> [Prompt] Search the records for the string "Full" and copy every line in which it appears.

[Saved entries]
__________________________________________________

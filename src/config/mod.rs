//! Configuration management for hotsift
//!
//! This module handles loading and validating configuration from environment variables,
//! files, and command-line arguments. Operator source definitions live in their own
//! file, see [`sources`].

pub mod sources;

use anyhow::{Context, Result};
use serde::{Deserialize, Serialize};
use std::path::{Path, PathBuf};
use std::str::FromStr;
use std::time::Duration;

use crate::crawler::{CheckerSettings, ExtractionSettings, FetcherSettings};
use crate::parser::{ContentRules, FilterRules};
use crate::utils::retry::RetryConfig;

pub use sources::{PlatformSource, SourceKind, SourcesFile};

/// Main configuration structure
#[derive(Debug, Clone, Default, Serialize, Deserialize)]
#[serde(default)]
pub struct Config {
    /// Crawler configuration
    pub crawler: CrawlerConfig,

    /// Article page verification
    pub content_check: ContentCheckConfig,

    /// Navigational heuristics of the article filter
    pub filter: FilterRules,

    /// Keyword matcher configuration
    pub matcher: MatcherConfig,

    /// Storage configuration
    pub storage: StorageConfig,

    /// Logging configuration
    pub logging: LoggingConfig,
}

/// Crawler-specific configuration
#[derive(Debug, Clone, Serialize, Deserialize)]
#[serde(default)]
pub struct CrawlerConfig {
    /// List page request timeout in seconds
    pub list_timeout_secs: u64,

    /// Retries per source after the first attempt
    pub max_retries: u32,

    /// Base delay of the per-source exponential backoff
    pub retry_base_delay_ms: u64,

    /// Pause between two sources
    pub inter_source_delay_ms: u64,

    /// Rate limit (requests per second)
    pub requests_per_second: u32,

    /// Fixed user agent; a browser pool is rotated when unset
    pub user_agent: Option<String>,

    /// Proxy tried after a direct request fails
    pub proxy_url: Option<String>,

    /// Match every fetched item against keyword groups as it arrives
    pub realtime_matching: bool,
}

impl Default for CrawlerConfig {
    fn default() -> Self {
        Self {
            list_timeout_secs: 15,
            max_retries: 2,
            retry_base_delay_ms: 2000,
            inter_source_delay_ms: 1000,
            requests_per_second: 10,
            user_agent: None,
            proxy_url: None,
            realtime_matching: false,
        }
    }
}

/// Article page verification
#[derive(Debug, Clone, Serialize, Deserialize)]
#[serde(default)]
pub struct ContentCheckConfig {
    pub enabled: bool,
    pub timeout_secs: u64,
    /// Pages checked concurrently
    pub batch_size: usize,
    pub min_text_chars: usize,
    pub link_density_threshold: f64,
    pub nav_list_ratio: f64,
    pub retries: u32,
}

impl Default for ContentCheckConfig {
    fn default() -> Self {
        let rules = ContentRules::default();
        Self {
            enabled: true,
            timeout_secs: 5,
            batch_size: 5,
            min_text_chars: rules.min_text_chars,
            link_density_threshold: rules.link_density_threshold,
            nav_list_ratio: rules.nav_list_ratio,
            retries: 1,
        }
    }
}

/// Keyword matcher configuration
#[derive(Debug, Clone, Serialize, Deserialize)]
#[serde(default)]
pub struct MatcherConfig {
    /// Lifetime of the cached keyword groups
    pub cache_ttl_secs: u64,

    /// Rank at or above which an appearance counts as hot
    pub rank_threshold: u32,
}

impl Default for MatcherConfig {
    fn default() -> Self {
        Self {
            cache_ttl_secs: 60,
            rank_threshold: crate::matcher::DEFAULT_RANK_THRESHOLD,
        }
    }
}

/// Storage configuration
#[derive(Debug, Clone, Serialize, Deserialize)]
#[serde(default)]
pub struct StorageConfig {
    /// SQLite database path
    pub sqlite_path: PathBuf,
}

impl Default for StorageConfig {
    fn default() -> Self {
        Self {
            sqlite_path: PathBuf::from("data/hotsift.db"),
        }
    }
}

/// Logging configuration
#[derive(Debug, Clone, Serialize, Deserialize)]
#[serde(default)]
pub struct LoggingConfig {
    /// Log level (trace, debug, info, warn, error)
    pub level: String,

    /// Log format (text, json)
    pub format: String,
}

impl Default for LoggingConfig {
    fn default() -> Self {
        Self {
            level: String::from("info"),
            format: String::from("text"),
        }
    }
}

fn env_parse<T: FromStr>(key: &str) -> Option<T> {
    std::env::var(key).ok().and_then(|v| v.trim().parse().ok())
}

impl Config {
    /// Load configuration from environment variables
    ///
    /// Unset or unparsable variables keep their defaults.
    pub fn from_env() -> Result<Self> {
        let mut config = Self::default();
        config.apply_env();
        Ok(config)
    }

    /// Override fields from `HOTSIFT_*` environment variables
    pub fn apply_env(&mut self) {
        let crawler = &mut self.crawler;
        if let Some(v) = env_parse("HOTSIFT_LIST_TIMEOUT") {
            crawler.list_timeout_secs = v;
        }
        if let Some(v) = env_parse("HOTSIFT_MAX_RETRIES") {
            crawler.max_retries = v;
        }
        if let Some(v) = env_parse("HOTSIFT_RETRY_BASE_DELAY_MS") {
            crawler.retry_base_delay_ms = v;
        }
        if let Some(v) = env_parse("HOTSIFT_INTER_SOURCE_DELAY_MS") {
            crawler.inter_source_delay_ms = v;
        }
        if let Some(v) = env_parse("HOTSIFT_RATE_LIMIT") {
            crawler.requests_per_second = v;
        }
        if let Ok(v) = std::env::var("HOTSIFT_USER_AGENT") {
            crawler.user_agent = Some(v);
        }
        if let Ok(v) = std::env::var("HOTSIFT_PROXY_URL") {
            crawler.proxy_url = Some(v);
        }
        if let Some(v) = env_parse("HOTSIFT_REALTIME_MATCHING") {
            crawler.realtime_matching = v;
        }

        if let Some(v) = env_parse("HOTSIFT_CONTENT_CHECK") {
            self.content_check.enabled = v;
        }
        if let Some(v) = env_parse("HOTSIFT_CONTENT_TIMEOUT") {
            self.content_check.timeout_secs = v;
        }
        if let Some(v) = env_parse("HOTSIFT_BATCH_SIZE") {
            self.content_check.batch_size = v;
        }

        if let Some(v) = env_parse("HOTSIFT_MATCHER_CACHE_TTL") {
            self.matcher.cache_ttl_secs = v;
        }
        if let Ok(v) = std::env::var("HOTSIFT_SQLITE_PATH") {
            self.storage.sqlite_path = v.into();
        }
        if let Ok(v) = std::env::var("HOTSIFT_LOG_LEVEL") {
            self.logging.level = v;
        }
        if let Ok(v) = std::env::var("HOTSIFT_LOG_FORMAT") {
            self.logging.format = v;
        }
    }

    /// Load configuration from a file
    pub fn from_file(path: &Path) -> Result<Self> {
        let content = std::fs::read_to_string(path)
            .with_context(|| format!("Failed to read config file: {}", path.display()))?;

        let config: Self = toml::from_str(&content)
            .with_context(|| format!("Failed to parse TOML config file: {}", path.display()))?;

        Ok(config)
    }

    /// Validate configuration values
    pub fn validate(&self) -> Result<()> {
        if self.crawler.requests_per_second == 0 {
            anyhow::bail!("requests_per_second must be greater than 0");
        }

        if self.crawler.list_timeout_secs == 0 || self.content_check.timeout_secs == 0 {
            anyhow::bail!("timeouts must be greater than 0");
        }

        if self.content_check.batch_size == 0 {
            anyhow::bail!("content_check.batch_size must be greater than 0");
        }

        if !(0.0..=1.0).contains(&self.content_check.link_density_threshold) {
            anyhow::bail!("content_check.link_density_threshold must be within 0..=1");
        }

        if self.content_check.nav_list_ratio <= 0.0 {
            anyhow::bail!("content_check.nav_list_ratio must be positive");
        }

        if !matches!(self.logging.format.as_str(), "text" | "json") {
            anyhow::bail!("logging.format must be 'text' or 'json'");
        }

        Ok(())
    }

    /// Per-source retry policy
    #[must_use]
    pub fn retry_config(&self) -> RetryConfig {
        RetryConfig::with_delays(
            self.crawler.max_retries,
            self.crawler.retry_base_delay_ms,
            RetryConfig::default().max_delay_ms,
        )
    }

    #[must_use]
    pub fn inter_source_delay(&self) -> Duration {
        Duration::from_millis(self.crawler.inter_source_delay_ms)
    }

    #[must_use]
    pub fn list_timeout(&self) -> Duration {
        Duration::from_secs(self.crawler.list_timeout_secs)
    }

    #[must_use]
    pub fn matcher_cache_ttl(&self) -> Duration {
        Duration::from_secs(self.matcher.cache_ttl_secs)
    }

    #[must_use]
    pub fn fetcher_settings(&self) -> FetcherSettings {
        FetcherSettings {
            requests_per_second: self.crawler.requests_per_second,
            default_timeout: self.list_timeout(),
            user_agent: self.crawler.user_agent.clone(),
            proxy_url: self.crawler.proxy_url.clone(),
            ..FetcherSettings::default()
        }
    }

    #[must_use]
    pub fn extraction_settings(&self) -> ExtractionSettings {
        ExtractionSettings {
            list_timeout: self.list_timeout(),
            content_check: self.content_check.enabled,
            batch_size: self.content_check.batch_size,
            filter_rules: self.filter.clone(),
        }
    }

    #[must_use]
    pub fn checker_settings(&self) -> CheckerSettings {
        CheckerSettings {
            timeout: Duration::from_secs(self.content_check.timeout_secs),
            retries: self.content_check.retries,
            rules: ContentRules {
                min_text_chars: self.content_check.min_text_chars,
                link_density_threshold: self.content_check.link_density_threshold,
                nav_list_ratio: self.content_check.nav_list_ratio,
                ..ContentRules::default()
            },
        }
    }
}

__________________________________________________

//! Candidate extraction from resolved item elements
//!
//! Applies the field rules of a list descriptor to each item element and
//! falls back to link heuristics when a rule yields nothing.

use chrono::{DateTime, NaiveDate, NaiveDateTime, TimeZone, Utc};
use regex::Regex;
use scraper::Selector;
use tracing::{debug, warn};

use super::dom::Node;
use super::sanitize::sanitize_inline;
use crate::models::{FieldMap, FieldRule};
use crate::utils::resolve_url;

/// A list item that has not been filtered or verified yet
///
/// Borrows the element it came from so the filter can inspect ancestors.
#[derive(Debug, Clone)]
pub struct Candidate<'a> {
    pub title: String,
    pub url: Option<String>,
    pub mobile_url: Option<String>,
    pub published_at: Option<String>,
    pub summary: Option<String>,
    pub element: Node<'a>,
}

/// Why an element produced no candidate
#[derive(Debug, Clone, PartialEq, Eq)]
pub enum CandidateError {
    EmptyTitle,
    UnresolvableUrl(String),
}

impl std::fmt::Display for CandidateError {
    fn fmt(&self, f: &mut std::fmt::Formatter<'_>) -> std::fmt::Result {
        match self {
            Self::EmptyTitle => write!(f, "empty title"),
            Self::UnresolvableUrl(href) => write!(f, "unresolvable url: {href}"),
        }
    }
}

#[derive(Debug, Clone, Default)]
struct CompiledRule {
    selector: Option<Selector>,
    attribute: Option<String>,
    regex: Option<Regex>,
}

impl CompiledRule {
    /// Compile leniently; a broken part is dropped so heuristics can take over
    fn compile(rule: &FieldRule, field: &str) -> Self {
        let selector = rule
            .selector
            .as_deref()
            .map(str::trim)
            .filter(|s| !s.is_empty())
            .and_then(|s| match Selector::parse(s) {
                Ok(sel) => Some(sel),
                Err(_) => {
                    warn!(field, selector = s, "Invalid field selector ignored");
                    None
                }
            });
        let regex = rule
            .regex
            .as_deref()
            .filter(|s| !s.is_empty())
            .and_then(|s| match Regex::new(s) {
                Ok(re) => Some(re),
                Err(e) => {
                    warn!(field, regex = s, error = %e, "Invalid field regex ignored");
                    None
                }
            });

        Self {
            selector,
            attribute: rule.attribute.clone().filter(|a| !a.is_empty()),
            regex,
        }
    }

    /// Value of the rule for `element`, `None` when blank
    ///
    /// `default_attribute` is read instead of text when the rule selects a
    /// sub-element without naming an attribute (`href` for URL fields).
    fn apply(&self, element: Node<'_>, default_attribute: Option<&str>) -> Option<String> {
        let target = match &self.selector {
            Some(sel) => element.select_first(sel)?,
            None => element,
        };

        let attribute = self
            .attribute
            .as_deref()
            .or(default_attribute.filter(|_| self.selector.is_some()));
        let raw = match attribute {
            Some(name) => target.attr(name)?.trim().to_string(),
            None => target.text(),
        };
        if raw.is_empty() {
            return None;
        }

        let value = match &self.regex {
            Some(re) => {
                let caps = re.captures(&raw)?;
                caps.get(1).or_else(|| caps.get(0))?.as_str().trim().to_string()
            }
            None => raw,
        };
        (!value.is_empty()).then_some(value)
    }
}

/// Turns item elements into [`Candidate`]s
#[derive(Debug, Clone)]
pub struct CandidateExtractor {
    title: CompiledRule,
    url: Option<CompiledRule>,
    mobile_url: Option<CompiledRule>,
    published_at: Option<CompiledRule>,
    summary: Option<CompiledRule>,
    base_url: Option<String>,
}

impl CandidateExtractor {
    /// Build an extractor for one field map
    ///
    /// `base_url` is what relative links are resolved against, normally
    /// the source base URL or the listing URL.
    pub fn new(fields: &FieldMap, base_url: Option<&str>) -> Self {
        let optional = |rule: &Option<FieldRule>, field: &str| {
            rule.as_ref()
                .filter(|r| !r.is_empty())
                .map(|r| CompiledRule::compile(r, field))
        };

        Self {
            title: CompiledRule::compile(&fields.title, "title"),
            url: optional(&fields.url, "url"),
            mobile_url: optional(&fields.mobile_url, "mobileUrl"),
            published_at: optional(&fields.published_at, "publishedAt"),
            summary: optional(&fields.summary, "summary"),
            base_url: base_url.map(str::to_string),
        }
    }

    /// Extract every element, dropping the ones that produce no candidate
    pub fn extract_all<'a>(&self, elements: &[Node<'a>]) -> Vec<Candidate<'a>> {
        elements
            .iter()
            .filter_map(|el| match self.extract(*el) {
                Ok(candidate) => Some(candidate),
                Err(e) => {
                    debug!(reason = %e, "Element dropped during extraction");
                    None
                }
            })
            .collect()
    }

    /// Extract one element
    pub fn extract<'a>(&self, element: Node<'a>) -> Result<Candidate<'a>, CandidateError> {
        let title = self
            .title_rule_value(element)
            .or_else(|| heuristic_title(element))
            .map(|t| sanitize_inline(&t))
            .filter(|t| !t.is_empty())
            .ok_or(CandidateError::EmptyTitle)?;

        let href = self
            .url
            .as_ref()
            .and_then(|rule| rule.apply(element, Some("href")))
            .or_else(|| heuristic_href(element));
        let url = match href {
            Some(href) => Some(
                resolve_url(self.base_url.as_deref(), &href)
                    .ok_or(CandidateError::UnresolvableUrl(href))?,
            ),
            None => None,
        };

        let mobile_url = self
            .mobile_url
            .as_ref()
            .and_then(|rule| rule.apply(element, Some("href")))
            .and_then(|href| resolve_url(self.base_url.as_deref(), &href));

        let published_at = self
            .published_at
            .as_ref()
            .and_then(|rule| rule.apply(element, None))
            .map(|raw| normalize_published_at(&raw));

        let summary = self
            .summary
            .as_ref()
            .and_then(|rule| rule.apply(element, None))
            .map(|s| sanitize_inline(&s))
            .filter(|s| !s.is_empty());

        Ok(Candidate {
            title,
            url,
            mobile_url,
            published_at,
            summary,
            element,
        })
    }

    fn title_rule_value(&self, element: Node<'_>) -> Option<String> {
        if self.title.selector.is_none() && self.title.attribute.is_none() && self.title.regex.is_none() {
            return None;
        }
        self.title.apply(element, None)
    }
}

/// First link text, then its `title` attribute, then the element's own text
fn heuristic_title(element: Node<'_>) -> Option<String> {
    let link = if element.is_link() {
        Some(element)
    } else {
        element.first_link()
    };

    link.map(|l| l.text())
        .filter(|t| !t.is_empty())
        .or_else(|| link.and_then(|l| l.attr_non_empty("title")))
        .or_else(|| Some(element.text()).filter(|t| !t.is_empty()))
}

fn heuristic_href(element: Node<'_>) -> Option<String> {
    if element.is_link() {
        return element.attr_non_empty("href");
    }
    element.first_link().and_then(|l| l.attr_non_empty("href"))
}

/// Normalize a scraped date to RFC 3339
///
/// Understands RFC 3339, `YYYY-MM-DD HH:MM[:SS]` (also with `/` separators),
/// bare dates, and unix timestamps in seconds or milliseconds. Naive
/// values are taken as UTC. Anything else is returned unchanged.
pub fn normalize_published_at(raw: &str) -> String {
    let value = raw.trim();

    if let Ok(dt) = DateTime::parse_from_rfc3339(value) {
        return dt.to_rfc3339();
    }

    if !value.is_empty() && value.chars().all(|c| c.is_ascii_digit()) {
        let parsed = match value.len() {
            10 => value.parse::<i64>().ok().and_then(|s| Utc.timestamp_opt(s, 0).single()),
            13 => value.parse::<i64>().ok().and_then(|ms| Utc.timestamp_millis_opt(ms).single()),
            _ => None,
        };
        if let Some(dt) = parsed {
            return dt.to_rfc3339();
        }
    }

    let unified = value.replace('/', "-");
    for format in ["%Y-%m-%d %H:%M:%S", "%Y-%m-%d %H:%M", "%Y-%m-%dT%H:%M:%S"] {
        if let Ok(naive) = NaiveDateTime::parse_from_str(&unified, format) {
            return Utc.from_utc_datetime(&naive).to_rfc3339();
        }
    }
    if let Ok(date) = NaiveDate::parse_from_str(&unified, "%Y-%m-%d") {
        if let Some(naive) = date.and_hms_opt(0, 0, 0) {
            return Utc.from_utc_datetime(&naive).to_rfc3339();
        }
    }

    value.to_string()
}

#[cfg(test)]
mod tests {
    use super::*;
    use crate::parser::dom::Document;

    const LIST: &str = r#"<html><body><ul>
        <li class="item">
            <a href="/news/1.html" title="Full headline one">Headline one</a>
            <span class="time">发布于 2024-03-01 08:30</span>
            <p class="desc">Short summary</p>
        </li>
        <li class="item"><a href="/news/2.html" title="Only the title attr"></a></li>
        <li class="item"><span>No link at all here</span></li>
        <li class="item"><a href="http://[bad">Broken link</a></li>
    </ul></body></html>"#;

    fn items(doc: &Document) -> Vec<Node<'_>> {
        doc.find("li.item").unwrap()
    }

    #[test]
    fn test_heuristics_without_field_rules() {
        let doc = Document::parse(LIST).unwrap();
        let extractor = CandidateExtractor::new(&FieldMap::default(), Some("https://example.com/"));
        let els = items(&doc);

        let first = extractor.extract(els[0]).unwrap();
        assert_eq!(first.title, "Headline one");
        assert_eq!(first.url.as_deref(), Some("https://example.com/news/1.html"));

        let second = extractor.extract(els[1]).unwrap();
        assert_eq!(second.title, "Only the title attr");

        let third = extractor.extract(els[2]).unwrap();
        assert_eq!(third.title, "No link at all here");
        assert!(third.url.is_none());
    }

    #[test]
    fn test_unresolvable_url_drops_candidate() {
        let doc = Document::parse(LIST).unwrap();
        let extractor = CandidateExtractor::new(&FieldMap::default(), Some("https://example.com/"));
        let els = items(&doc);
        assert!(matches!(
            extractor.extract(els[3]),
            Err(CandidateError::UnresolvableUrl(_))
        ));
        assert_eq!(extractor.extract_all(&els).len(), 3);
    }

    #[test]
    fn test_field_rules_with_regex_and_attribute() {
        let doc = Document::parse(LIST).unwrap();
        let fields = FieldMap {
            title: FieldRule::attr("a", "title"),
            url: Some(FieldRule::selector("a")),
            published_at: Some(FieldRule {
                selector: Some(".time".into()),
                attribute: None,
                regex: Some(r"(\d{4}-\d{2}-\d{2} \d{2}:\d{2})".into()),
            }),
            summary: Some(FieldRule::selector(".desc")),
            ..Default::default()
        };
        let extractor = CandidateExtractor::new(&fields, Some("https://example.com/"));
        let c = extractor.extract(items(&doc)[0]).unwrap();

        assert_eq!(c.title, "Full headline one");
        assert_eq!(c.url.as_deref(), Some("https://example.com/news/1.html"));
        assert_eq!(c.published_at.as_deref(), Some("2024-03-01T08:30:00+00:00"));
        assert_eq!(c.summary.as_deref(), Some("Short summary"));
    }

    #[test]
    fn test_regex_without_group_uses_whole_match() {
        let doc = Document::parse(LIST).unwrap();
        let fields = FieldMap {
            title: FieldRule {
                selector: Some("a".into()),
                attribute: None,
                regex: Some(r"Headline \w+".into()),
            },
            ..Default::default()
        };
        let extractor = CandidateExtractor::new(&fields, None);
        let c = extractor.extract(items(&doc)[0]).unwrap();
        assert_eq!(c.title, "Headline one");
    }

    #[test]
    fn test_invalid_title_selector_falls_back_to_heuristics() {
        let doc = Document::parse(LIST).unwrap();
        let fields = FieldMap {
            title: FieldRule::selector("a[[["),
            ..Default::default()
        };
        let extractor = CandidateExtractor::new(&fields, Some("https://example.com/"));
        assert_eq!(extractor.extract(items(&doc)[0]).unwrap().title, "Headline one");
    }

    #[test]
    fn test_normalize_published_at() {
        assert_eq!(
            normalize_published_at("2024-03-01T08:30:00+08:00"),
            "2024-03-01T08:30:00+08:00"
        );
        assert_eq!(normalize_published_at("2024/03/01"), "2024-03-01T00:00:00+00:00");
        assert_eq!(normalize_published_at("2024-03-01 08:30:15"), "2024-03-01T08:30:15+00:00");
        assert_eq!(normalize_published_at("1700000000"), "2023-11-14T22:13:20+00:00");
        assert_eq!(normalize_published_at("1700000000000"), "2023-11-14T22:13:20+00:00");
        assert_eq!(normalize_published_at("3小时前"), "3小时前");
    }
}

__________________________________________________

> [Answer below]
            <a href="/news/1.html" title="Full headline one">Headline one</a>
        assert_eq!(c.title, "Full headline one");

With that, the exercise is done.